In reality it took almost an hour for the Estonia to sink. In the scale used in the SSPA basin it takes about eight minutes until the stern sinks, the bow rises up a short moment, while the last air bubbles out through the open bow.

- We have done this test several times with various assumptions about the interior of the Estonia. First using computer and then with the model in the basin. The results are stable and the sequence of events we get is in agreement with the total picture provided by survivors, says Claes Källström."
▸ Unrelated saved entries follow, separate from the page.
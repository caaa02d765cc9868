//! When a run should produce a review comment

use crate::summary::TestSummary;
use std::fmt;

/// Posting policy.
#[derive(Debug, Clone, PartialEq, Eq)]
pub enum PostStrategy {
    Never,
    Always,
    /// Always on linux; elsewhere only when something failed or was skipped.
    Adaptive,
    OnFailure,
    OnSkip,
    /// Post only when running on the named operating system.
    Os(String),
}

impl PostStrategy {
    /// Interpret a free-text setting.
    ///
    /// `None` means the setting was never given. A present but empty value
    /// means "always", matching a bare `--post-comment` flag.
    pub fn from_setting(raw: Option<&str>) -> Self {
        match raw {
            None => PostStrategy::Never,
            Some(raw) => Self::normalize(raw),
        }
    }

    fn normalize(raw: &str) -> Self {
        let value = raw.trim().to_lowercase();
        match value.as_str() {
            "" | "always" | "true" | "yes" | "1" => PostStrategy::Always,
            "never" | "false" | "no" | "0" => PostStrategy::Never,
            "adaptive" => PostStrategy::Adaptive,
            "on-failure" | "onfailure" => PostStrategy::OnFailure,
            "on-skip" | "onskip" => PostStrategy::OnSkip,
            _ => PostStrategy::Os(value),
        }
    }

    /// Decide for a finished run on operating system `os`.
    pub fn should_post(&self, summary: &TestSummary, os: &str) -> bool {
        let failed = summary.has_failures();
        let skipped = !summary.skipped.is_empty();
        match self {
            PostStrategy::Never => false,
            PostStrategy::Always => true,
            PostStrategy::Adaptive => os == "linux" || failed || skipped,
            PostStrategy::OnFailure => failed,
            PostStrategy::OnSkip => skipped,
            PostStrategy::Os(name) => same_os(name, os),
        }
    }
}

fn same_os(a: &str, b: &str) -> bool {
    fn canonical(name: &str) -> &str {
        match name {
            "darwin" | "osx" => "macos",
            other => other,
        }
    }
    canonical(&a.to_lowercase()) == canonical(&b.to_lowercase())
}

impl fmt::Display for PostStrategy {
    fn fmt(&self, f: &mut fmt::Formatter<'_>) -> fmt::Result {
        match self {
            PostStrategy::Never => write!(f, "never"),
            PostStrategy::Always => write!(f, "always"),
            PostStrategy::Adaptive => write!(f, "adaptive"),
            PostStrategy::OnFailure => write!(f, "on-failure"),
            PostStrategy::OnSkip => write!(f, "on-skip"),
            PostStrategy::Os(name) => write!(f, "{}", name),
        }
    }
}

#[cfg(test)]
mod tests {
    use super::*;
    use crate::aggregator::TestStatus;
    use crate::summary::TestEntry;
    use std::time::Duration;

    fn with_skip() -> TestSummary {
        TestSummary {
            skipped: vec![TestEntry {
                package: "p".to_string(),
                name: "TestS".to_string(),
                status: TestStatus::Skipped,
                duration: Duration::ZERO,
                subtests: None,
                failed_subtests: Vec::new(),
                output: Vec::new(),
                skip_reason: None,
            }],
            ..TestSummary::default()
        }
    }

    #[test]
    fn test_normalize() {
        assert_eq!(PostStrategy::from_setting(None), PostStrategy::Never);
        assert_eq!(PostStrategy::from_setting(Some("")), PostStrategy::Always);
        assert_eq!(PostStrategy::from_setting(Some(" TRUE ")), PostStrategy::Always);
        assert_eq!(PostStrategy::from_setting(Some("0")), PostStrategy::Never);
        assert_eq!(PostStrategy::from_setting(Some("OnFailure")), PostStrategy::OnFailure);
        assert_eq!(PostStrategy::from_setting(Some("on-skip")), PostStrategy::OnSkip);
        assert_eq!(
            PostStrategy::from_setting(Some("Windows")),
            PostStrategy::Os("windows".to_string())
        );
    }

    #[test]
    fn test_adaptive() {
        let clean = TestSummary::default();
        assert!(PostStrategy::Adaptive.should_post(&clean, "linux"));
        assert!(!PostStrategy::Adaptive.should_post(&clean, "macos"));
        assert!(PostStrategy::Adaptive.should_post(&with_skip(), "windows"));
    }

    #[test]
    fn test_conditional_strategies() {
        let clean = TestSummary::default();
        assert!(!PostStrategy::OnFailure.should_post(&clean, "linux"));
        assert!(!PostStrategy::OnFailure.should_post(&with_skip(), "linux"));
        assert!(PostStrategy::OnSkip.should_post(&with_skip(), "linux"));
        assert!(!PostStrategy::Never.should_post(&with_skip(), "linux"));
    }

    #[test]
    fn test_os_strategy() {
        let clean = TestSummary::default();
        let darwin = PostStrategy::from_setting(Some("darwin"));
        assert!(darwin.should_post(&clean, "macos"));
        assert!(!darwin.should_post(&clean, "linux"));
    }
}
//! Utility functions for command implementation

use crate::cache::DiscoveryCache;
use crate::config::Settings;
use crate::error::{Error, Result};
use std::path::Path;
use tracing::debug;

/// Project root from the `-C` option (or current directory if None)
pub fn base_dir(base_path: Option<&str>) -> &Path {
    base_path.map(Path::new).unwrap_or_else(|| Path::new("."))
}

/// Load settings for the project at `base_path`
pub fn load_settings(base_path: Option<&str>) -> Result<Settings> {
    Settings::discover(base_dir(base_path))
}

/// Open the discovery cache, or `None` when caching is disabled
pub fn open_cache(settings: &Settings) -> Result<Option<DiscoveryCache>> {
    match DiscoveryCache::open(&settings.cache) {
        Ok(cache) => Ok(Some(cache)),
        Err(Error::CacheDisabled) => {
            debug!("discovery cache disabled; continuing without it");
            Ok(None)
        }
        Err(e) => Err(e),
    }
}

#[cfg(test)]
mod tests {
    use super::*;
    use crate::config::CacheConfig;
    use tempfile::TempDir;

    #[test]
    fn test_open_cache_disabled() {
        let settings = Settings {
            cache: CacheConfig {
                enabled: false,
                ..CacheConfig::default()
            },
            ..Settings::default()
        };
        assert!(open_cache(&settings).unwrap().is_none());
    }

    #[test]
    fn test_open_cache_enabled() {
        let temp = TempDir::new().unwrap();
        let settings = Settings {
            cache: CacheConfig {
                dir: temp.path().join(".cache"),
                ..CacheConfig::default()
            },
            ..Settings::default()
        };
        assert!(open_cache(&settings).unwrap().is_some());
    }
}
It is one thing to show model tests for an uncritical audience. Now the computer simulations and the model tests shall be described, recorded and explained, e.g. speed, course, displacement, floatability (draughts), angle of heel, trim, weights loaded due to inflow into deck house, superstructure and hull, their locations at every second (time t) during the complete sequence, i.e. from t = 0 (when the incident begins) until t = when the Estonia is lying on the bottom.

Photo: Bertil Calamnius, April 2008

Of great interest is how fast the heeling between 0° and 45° develops, due to water loaded on the car deck and what happens then. How fast is the deck house, now under water, flooded? The amount of water inside the deck house at various times is of vital importance to know!

During the test the model suddenly turns upside down with the keel up ... and floats. After this dramatic event no more water can flow into the hull - the air in the hull can only be compressed and it takes place instantaneously.

Either the model floats for ever or sinks immediately! If the model floats upside down ... and later the stern starts sinking, there is something strange going on. How is the air in the stern released?

Heiwa Co will analyse the SSPA report when available.